Дорогой Лев Исакович,
По часам вижу, что уже больше получаса сижу перед этим листком. Я сел с намерением написать тебе не спеша и побольше, и начал с того, что вообразил тебя не таким нервным, как в прошлом году. Вспомнил, как ты раз зашел ко мне часа в 3, и мы пошли гулять, дошли до Никитских ворот и я в булочной Баррельса накупил фигурных хлебцев, какие там продавались, и ты соблазнился -- купил тоже, потом мы возвращались бульварами, -- была теплая пора, август или сентябрь, и на Никитском бульваре сели покурить и разговаривали. Вот таким я вспомнил тебя, спокойным и очень хорошим. Потом я начал думать, о чем хотел бы писать, думал о многом, обо всем, -- и вот теперь, очнувшись, взялся за перо, чтобы написать, что ничего не напишу, потому что написать невозможно. А как мне жаль этого! -- до боли. Если бы не сентиментальный тон, я мог бы вполне повторить те четыре стиха, которые Татьяна пишет Онегину: "Вообрази", и т.д.
Но на нет и суда нет, так что не взыщи за бессодержательность моих писем.

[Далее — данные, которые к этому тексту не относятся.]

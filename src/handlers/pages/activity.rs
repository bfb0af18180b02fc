use axum::{
    extract::{Extension, State},
    response::Response,
};
use chrono::Utc;

use crate::error::ConsoleError;
use crate::handlers::respond;
use crate::middleware::{PageFormat, Session};
use crate::state::AppState;
use crate::views::ActivityView;

/// GET /activity - newest entries first, capped at `ACTIVITY_LIMIT`
pub async fn list(
    State(state): State<AppState>,
    Extension(session): Extension<Session>,
    format: PageFormat,
) -> Response {
    let backend = &state.backend;
    let run = state
        .gate()
        .run(session.principal(), |scope| async move {
            let entries = backend.activity(&scope).await?;
            Ok::<_, ConsoleError>(ActivityView::build(&entries, Utc::now()))
        })
        .await;

    respond::gated(&state, &session, format, "/activity", "activity", run)
}
use anyhow::Context;
use clap::Parser;
use tracing_subscriber::EnvFilter;

use rift_console::config::AppConfig;
use rift_console::{router, AppState};

#[derive(Parser)]
#[command(name = "rift-console")]
#[command(about = "Rift admin console")]
#[command(version)]
struct Args {
    #[arg(long, help = "Address to bind (overrides RIFT_CONSOLE_BIND)")]
    bind: Option<String>,

    #[arg(long, help = "Port to listen on (overrides RIFT_CONSOLE_PORT)")]
    port: Option<u16>,
}

#[tokio::main]
async fn main() -> anyhow::Result<()> {
    // Load .env if present so cargo run picks up DATABASE_URL, RIFT_BACKEND_URL, etc.
    let _ = dotenvy::dotenv();

    tracing_subscriber::fmt()
        .with_env_filter(
            EnvFilter::try_from_default_env()
                .unwrap_or_else(|_| EnvFilter::new("rift_console=info,tower_http=info")),
        )
        .init();

    let args = Args::parse();

    let mut config = AppConfig::from_env().context("invalid configuration")?;
    if let Some(bind) = args.bind {
        config.server.bind = bind;
    }
    if let Some(port) = args.port {
        config.server.port = port;
    }

    tracing::info!(
        environment = ?config.environment,
        backend = %config.backend.base_url,
        "Starting Rift console"
    );

    let bind_addr = format!("{}:{}", config.server.bind, config.server.port);
    let state = AppState::from_config(config)?;
    let app = router(state);

    let listener = tokio::net::TcpListener::bind(&bind_addr)
        .await
        .with_context(|| format!("failed to bind {}", bind_addr))?;

    tracing::info!("Rift console listening on http://{}", bind_addr);

    axum::serve(listener, app).await.context("server error")?;
    Ok(())
}
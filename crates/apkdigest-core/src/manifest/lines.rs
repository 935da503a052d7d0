//! Manifest line splitting.
//!
//! Manifest lines end in `\r\n`, `\n` or a lone `\r`. Bytes that are not valid
//! UTF-8 are replaced rather than failing the read, so only real stream errors
//! surface as `Err`.

use std::io::{self, BufRead};

/// Iterator over the lines of a manifest stream, terminators stripped.
#[derive(Debug)]
pub struct ManifestLines<R> {
    reader: R,
    done: bool,
}

/// Split `reader` into manifest lines.
pub fn manifest_lines<R: BufRead>(reader: R) -> ManifestLines<R> {
    ManifestLines {
        reader,
        done: false,
    }
}

impl<R: BufRead> Iterator for ManifestLines<R> {
    type Item = io::Result<String>;

    fn next(&mut self) -> Option<Self::Item> {
        if self.done {
            return None;
        }
        match read_raw_line(&mut self.reader) {
            Ok(Some(bytes)) => Some(Ok(String::from_utf8_lossy(&bytes).into_owned())),
            Ok(None) => {
                self.done = true;
                None
            }
            Err(e) => {
                self.done = true;
                Some(Err(e))
            }
        }
    }
}

/// Read one line's bytes; `None` at end of stream with nothing pending.
fn read_raw_line<R: BufRead>(reader: &mut R) -> io::Result<Option<Vec<u8>>> {
    let mut line = Vec::new();
    loop {
        let buf = match reader.fill_buf() {
            Ok(buf) => buf,
            Err(e) if e.kind() == io::ErrorKind::Interrupted => continue,
            Err(e) => return Err(e),
        };
        if buf.is_empty() {
            return Ok(if line.is_empty() { None } else { Some(line) });
        }
        match buf.iter().position(|&b| b == b'\n' || b == b'\r') {
            Some(i) => {
                let terminator = buf[i];
                line.extend_from_slice(&buf[..i]);
                reader.consume(i + 1);
                if terminator == b'\r' {
                    skip_lf(reader)?;
                }
                return Ok(Some(line));
            }
            None => {
                let n = buf.len();
                line.extend_from_slice(buf);
                reader.consume(n);
            }
        }
    }
}

/// Consume a `\n` directly following a `\r`, if there is one.
fn skip_lf<R: BufRead>(reader: &mut R) -> io::Result<()> {
    loop {
        match reader.fill_buf() {
            Ok(buf) => {
                if buf.first() == Some(&b'\n') {
                    reader.consume(1);
                }
                return Ok(());
            }
            Err(e) if e.kind() == io::ErrorKind::Interrupted => continue,
            Err(e) => return Err(e),
        }
    }
}
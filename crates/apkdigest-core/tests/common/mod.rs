pub mod apk_builder;
//! `apkdigest locate <app-id>` – resolve an installed package and print its digest.

use anyhow::Result;
use apkdigest_core::extract::ExtractError;
use apkdigest_core::locate::DirectoryLocator;
use apkdigest_core::manifest::DigestSpec;
use apkdigest_core::report::DigestReport;
use apkdigest_core::task::{DigestTask, ResultSink};
use std::path::Path;

use crate::cli::Outcome;

/// Sink that prints what it receives.
struct PrintSink<'a> {
    app_id: &'a str,
    json: bool,
    delivered: bool,
    error: Option<anyhow::Error>,
}

impl PrintSink<'_> {
    fn emit(&mut self, report: DigestReport) {
        match report.to_json() {
            Ok(text) => println!("{text}"),
            Err(e) => self.error = Some(e),
        }
    }
}

impl ResultSink for PrintSink<'_> {
    fn on_digest(&mut self, digest: String) {
        self.delivered = true;
        if self.json {
            let report = DigestReport::from_result(&Ok(digest)).with_app_id(self.app_id);
            self.emit(report);
        } else {
            println!("{digest}");
        }
    }

    fn on_absent(&mut self, reason: &ExtractError) {
        if self.json {
            let report = DigestReport {
                app_id: Some(self.app_id.to_string()),
                reason: Some(reason.kind().to_string()),
                detail: Some(reason.to_string()),
                ..DigestReport::default()
            };
            self.emit(report);
        } else {
            eprintln!("no digest for {}: {}", self.app_id, reason);
        }
    }
}

/// Runs the background task against `root` and prints through the sink.
pub async fn run_locate(app_id: &str, root: &Path, spec: &DigestSpec, json: bool) -> Result<Outcome> {
    let task = DigestTask::new(DirectoryLocator::new(root), spec.clone());
    let mut sink = PrintSink {
        app_id,
        json,
        delivered: false,
        error: None,
    };
    task.run(app_id, &mut sink).await;

    if let Some(e) = sink.error {
        return Err(e);
    }
    Ok(if sink.delivered || json {
        Outcome::Done
    } else {
        Outcome::Absent
    })
}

За эти дни, после Крыма, я успел перенести инфлуэнцу и еще не выхожу; погода отвратительная. Прочитал в газете, а потом от Алексея Никол[аевича] слышал подтверждение смерти Пресса1. Бедная Софья Исаковна, с больным сыном и овдовевшей дочерью. И опять я вспоминаю -- нашу прелестную поездку в Киев, и дом Софьи Ис, и ее игру на фисгармонии. Трудно и скучно. Самое трудное для меня, кажется, то, что не пишу; при работе все легче переносится. А не пишу потому, что не пишется, и потому что все равно нельзя печатать; у меня столько написанного лежит в столе, и так кругом у всех писателей. Скажи Анне Елеазаровне, что я бросил курить. Это в Гаспре, когда мне было плохо; тогда сравнительно легко было бросить. Сделал я это не столько для себя, сколько для своих; зимою, при запертых окнах, и в той тесноте, в какой мы живем, курить значило бы отравлять всех дымом. Хотя прошел уже месяц, все еще скучно. Курить теперь в России дорогое удовольствие, раза в три дороже прежнего: курение обходится в 10-11 руб. в месяц (5 долларов).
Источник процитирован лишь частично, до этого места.